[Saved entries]
* * *
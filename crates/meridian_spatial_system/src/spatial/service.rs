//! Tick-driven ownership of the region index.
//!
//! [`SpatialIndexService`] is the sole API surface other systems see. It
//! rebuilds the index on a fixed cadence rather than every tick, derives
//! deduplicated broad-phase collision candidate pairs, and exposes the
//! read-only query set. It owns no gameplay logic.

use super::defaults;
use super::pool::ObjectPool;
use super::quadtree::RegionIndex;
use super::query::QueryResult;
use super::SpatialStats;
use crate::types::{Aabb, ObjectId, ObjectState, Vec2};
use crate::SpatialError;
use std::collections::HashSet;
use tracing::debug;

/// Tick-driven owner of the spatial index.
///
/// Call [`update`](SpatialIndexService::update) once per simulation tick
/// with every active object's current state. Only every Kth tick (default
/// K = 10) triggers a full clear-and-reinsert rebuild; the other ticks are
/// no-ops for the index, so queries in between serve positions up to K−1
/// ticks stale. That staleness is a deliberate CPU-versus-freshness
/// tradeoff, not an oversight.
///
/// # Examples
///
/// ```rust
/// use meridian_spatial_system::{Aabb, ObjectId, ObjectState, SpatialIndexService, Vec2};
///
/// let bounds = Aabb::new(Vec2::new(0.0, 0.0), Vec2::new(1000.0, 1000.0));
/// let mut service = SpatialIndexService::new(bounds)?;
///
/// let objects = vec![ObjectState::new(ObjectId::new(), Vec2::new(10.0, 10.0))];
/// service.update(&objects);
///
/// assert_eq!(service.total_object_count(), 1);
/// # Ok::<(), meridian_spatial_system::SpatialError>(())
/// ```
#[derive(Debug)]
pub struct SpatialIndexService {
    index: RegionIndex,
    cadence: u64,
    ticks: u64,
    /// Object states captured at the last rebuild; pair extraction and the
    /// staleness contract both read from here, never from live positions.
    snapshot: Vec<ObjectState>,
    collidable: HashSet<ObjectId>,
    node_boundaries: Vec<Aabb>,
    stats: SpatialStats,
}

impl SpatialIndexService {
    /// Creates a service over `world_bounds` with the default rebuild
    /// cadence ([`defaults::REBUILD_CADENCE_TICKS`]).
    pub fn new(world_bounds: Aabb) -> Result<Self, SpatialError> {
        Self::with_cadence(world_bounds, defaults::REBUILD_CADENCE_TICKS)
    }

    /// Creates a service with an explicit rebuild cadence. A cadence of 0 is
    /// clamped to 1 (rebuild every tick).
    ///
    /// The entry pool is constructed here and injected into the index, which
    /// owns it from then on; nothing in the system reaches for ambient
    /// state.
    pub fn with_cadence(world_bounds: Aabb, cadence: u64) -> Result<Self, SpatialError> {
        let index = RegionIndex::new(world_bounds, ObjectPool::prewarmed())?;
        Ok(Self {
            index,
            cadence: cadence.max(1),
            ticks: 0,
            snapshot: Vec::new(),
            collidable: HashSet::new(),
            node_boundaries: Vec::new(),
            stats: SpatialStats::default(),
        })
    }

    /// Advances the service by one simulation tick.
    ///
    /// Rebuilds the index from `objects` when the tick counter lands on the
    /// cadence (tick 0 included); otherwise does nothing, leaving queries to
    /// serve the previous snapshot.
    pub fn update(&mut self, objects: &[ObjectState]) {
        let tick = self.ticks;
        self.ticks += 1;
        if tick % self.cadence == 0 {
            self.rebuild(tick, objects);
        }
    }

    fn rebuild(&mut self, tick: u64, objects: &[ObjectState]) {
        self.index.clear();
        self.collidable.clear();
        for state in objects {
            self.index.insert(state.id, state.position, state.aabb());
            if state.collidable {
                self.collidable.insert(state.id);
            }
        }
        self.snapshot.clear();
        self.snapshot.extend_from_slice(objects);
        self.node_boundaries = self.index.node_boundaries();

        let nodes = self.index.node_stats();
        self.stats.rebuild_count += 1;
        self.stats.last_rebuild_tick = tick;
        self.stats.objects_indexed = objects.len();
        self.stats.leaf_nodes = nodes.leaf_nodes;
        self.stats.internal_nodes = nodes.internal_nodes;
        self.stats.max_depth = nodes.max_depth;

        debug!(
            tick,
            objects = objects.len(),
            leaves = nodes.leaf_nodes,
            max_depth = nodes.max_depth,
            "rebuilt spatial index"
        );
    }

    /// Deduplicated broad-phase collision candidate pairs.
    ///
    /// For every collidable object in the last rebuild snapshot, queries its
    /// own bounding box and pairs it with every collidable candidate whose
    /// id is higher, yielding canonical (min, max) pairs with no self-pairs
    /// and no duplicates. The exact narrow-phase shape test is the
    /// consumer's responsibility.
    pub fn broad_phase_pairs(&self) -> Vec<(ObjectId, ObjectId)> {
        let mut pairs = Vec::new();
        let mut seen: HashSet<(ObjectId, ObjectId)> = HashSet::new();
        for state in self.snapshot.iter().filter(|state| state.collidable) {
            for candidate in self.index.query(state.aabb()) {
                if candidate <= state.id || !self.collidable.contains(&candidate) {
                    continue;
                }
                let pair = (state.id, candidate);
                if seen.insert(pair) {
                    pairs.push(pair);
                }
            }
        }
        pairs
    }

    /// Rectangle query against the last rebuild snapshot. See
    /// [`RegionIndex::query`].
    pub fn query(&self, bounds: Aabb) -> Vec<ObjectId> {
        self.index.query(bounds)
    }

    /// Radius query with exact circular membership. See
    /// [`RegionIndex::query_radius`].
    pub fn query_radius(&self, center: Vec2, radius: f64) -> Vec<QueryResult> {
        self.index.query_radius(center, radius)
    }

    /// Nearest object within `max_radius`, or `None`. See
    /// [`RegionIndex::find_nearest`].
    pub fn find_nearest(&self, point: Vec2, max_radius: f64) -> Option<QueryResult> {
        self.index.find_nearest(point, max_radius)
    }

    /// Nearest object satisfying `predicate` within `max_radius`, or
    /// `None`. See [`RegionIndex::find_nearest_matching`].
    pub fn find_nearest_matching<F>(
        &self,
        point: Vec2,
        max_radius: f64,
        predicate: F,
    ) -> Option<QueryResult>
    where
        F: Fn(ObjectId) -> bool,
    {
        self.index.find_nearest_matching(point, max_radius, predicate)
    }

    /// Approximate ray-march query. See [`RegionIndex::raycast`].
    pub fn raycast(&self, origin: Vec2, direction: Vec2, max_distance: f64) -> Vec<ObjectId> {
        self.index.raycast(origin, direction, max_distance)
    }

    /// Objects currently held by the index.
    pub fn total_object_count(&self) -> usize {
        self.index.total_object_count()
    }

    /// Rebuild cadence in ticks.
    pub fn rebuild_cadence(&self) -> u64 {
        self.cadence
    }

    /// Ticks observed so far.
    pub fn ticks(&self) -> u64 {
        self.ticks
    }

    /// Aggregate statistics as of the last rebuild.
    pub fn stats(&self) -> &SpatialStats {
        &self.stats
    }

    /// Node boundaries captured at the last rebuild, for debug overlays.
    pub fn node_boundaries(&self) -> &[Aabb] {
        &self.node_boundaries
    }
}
* * *
§ **Exercise instructions**:
Report each line of the data that includes the string "collision".

§ **Your response**:
//! deduplicated broad-phase collision candidate pairs, and exposes the
    /// Deduplicated broad-phase collision candidate pairs.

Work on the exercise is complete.